SENTENCIA CONSTITUCIONAL 0926/2010-R
Tribunal Constitucional Plurinacional de Bolivia

SENTENCIA CONSTITUCIONAL 0926/2010-R

Fecha: 17-Ago-2010

III.3. Naturaleza jurídica del amparo constitucional y alcance de la tutela en relación a los derechos invocados

El recurso de amparo constitucional previsto por el art. 19 de la CPEabrg, ahora como acción de amparo constitucional por el art. 128 de la CPE, está instituido por la Ley Fundamental como una acción tutelar de defensa contra actos u omisiones ilegales o indebidos de los servidores públicos, persona individual o colectiva, que restrinjan, supriman o amenacen restringir o suprimir derechos reconocidos por ella y la ley, naturaleza que legitima el ejercicio de la tutela de derechos fundamentales y garantías jurisdiccionales, identificados con las libertades o garantías individuales, siendo el amparo constitucional el medio idóneo para su resguardo o salvaguarda, cuando los mismos sean restringidos, suprimidos o amenazados por actos ilegales u omisiones indebidas, tanto de autoridades y servidores públicos, como de personas individuales o colectivas.
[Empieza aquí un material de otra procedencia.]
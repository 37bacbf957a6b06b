pub mod config;
pub mod engine;
pub mod summary;
// src/io/histogram.rs

use crate::model::results::ResultsTable;
use crate::strategy::traits::ResultsObserver;
use std::fmt::Write as _;
use std::io::Write;
use tracing::warn;

/// Equal-width bins over a column of values.
#[derive(Debug, Clone, PartialEq)]
pub struct Histogram {
    /// `(bin_start, count)` in ascending order.
    pub bins: Vec<(f64, usize)>,
    pub bin_width: f64,
}

impl Histogram {
    /// Bins `values` into `num_bins` buckets; the last bucket is closed on the right
    /// so the maximum is counted. A constant column lands in a single bucket.
    pub fn from_values(values: &[f64], num_bins: usize) -> Self {
        if values.is_empty() || num_bins == 0 {
            return Self {
                bins: Vec::new(),
                bin_width: 0.0,
            };
        }

        let min = values.iter().copied().fold(f64::INFINITY, f64::min);
        let max = values.iter().copied().fold(f64::NEG_INFINITY, f64::max);
        if max == min {
            return Self {
                bins: vec![(min, values.len())],
                bin_width: 0.0,
            };
        }

        let bin_width = (max - min) / num_bins as f64;
        let mut counts = vec![0usize; num_bins];
        for &value in values {
            let idx = (((value - min) / bin_width) as usize).min(num_bins - 1);
            counts[idx] += 1;
        }

        Self {
            bins: counts
                .into_iter()
                .enumerate()
                .map(|(i, count)| (min + i as f64 * bin_width, count))
                .collect(),
            bin_width,
        }
    }

    pub fn total(&self) -> usize {
        self.bins.iter().map(|(_, count)| count).sum()
    }

    /// Text bar chart, one line per bin, bars scaled to `width` characters.
    pub fn render(&self, title: &str, width: usize) -> String {
        let mut out = String::new();
        let _ = writeln!(out, "{}", title);

        let peak = self.bins.iter().map(|(_, count)| *count).max().unwrap_or(0);
        for &(start, count) in &self.bins {
            let bar = if peak == 0 {
                0
            } else {
                (count * width + peak - 1) / peak
            };
            let _ = writeln!(
                out,
                "{:>14.2} | {:<width$} {}",
                start,
                "#".repeat(bar),
                count,
                width = width
            );
        }
        out
    }
}

/// Prints sales and cost-of-sales histograms once a simulation finishes.
#[derive(Debug, Clone)]
pub struct HistogramObserver {
    pub num_bins: usize,
    pub width: usize,
}

impl HistogramObserver {
    pub fn new(num_bins: usize) -> Self {
        Self {
            num_bins,
            width: 40,
        }
    }

    pub fn render(&self, table: &ResultsTable) -> String {
        let sales = Histogram::from_values(&table.sales(), self.num_bins);
        let cos = Histogram::from_values(&table.cost_of_sales(), self.num_bins);
        format!(
            "{}\n{}",
            sales.render("Sales Distribution", self.width),
            cos.render("Cost of Sales Distribution", self.width)
        )
    }
}

impl ResultsObserver for HistogramObserver {
    fn observe(&mut self, table: &ResultsTable) {
        let chart = self.render(table);
        let stdout = std::io::stdout();
        let mut handle = stdout.lock();
        if let Err(e) = handle.write_all(chart.as_bytes()) {
            warn!(error = %e, "could not print histograms");
        }
    }
}
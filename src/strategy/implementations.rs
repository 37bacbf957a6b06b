// src/strategy/implementations.rs

use crate::error::{ForecastError, Result};
use crate::model::inputs::SamplingRange;
use crate::strategy::traits::RandomSource;
use rand::rngs::StdRng;
use rand::seq::index;
use rand::SeedableRng;
use rand_distr::{Distribution, Uniform};

/// `RandomSource` backed by rand's `StdRng`.
///
/// Built from a seed it replays the same draws every time; built from entropy
/// it behaves like an ordinary thread RNG.
#[derive(Debug, Clone)]
pub struct SeededSource {
    rng: StdRng,
}

impl SeededSource {
    pub fn from_seed(seed: u64) -> Self {
        Self {
            rng: StdRng::seed_from_u64(seed),
        }
    }

    pub fn from_entropy() -> Self {
        Self {
            rng: StdRng::from_entropy(),
        }
    }

    /// Seeded when a seed is given, entropy otherwise.
    pub fn from_optional_seed(seed: Option<u64>) -> Self {
        match seed {
            Some(seed) => Self::from_seed(seed),
            None => Self::from_entropy(),
        }
    }
}

impl RandomSource for SeededSource {
    fn sample_distinct(&mut self, range: SamplingRange, count: usize) -> Result<Vec<i64>> {
        let available = range.len();
        if (count as u64) > available {
            return Err(ForecastError::RangeExhausted {
                requested: count,
                available,
                start: range.start,
                end: range.end,
            });
        }

        let length = usize::try_from(available).map_err(|_| {
            ForecastError::invalid(format!(
                "sampling range [{}, {}] is too wide for this platform",
                range.start, range.end
            ))
        })?;

        Ok(index::sample(&mut self.rng, length, count)
            .into_iter()
            // offset < len, so the sum never passes range.end
            .map(|offset| (range.start as i128 + offset as i128) as i64)
            .collect())
    }

    fn draw_with_replacement(&mut self, pool: &[i64], count: usize) -> Vec<i64> {
        if pool.is_empty() {
            return Vec::new();
        }
        let pick = Uniform::new(0, pool.len());
        (0..count)
            .map(|_| pool[pick.sample(&mut self.rng)])
            .collect()
    }
}

#[cfg(test)]
mod tests {
    use super::*;
    use std::collections::HashSet;

    #[test]
    fn distinct_sample_stays_in_range_without_repeats() {
        let mut source = SeededSource::from_seed(7);
        let range = SamplingRange { start: 40, end: 60 };
        let pool = source.sample_distinct(range, 21).unwrap();

        assert_eq!(pool.len(), 21);
        let unique: HashSet<_> = pool.iter().copied().collect();
        assert_eq!(unique.len(), 21);
        assert!(pool.iter().all(|v| (40..=60).contains(v)));
    }

    #[test]
    fn oversized_pool_exhausts_range() {
        let mut source = SeededSource::from_seed(7);
        let range = SamplingRange { start: 10, end: 12 };
        let err = source.sample_distinct(range, 4).unwrap_err();
        assert!(matches!(
            err,
            ForecastError::RangeExhausted {
                requested: 4,
                available: 3,
                ..
            }
        ));
    }

    #[test]
    fn draws_only_come_from_pool() {
        let mut source = SeededSource::from_seed(11);
        let pool = [3, 9, 27];
        let draws = source.draw_with_replacement(&pool, 500);

        assert_eq!(draws.len(), 500);
        assert!(draws.iter().all(|v| pool.contains(v)));
        // 500 draws over three values will hit each of them
        for value in pool {
            assert!(draws.contains(&value));
        }
    }

    #[test]
    fn same_seed_same_draws() {
        let range = SamplingRange {
            start: 0,
            end: 1_000_000,
        };
        let mut a = SeededSource::from_seed(42);
        let mut b = SeededSource::from_seed(42);

        let pool_a = a.sample_distinct(range, 10).unwrap();
        let pool_b = b.sample_distinct(range, 10).unwrap();
        assert_eq!(pool_a, pool_b);
        assert_eq!(
            a.draw_with_replacement(&pool_a, 100),
            b.draw_with_replacement(&pool_b, 100)
        );
    }
}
En ese marco tutelar de derechos y respecto a los invocados por los recurrentes, ahora accionantes, cabe manifestar que respecto al debido proceso, su naturaleza es reconocida por la Constitución en su triple dimensión: como derecho fundamental de los justiciables, de quien accede reclamando justicia, la víctima y de quien se defiende el imputado, a la vez es un principio procesal, que involucra la igualdad de las partes y una garantía de la administración de justicia, previniendo que los actos del proceso se ceñirán estrictamente a reglas formales, de ello se colige que el debido proceso, consagrado como derecho por el art. 117.I de la CPE, protege al ciudadano en primer orden de acceso a la justicia oportuna y eficaz, como así de los posibles abusos de las autoridades originadas no sólo en actuaciones u omisiones procesales, sino también en las decisiones que adopten a través de las distintas resoluciones dictadas para dirimir situaciones jurídicas o administrativas y que afecten derechos fundamentales, constituyéndose en el instrumento de sujeción a las reglas establecidas por el ordenamiento jurídico (En ese sentido la SC 0316/2010-R de 15 de junio).

Como uno de los elementos constitutivos del debido proceso, se encuentra la defensa, prevista por el art. 119.II de la CPE y que como inherente al debido proceso, es una norma rectora a la cual deben sujetarse las autoridades pero también las partes intervinientes en el proceso; es decir, que dicho derecho debe ser ejercido en forma oportuna dentro del rol activo que corresponde a las partes dentro del proceso.

Finalmente, se invoca la seguridad jurídica como un derecho, pero que en el marco de la Constitución Política del Estado, constituye un principio rector del ordenamiento jurídico y que emana del Estado de Derecho, habida cuenta que: “…implica la protección constitucional de la actuación arbitraria estatal; por lo tanto, la relación Estado-ciudadano (a) debe sujetarse a reglas claras, precisas y determinadas, en especial a las leyes, que deben desarrollar los mandatos de la Constitución Política del Estado, buscando en su contenido la materialización de los derechos y garantías fundamentales previstos en la Ley Fundamental, es decir, que sea previsible para la sociedad la actuación estatal; este entendimiento está acorde con el nuevo texto constitucional, que en su art. 178 dispone que la potestad de impartir justicia emana del pueblo boliviano y se sustenta, entre otros, en los principios de independencia, imparcialidad, seguridad jurídica, probidad y celeridad” (SC 0070/2010-R de 3 de mayo). Conforme a ello, si bien la seguridad jurídica no puede ser invocada ni tampoco tutelada como un derecho dentro de una acción tutelar, no es menos evidente que no puede desconocerse su aplicación al ser un principio rector del ordenamiento jurídico.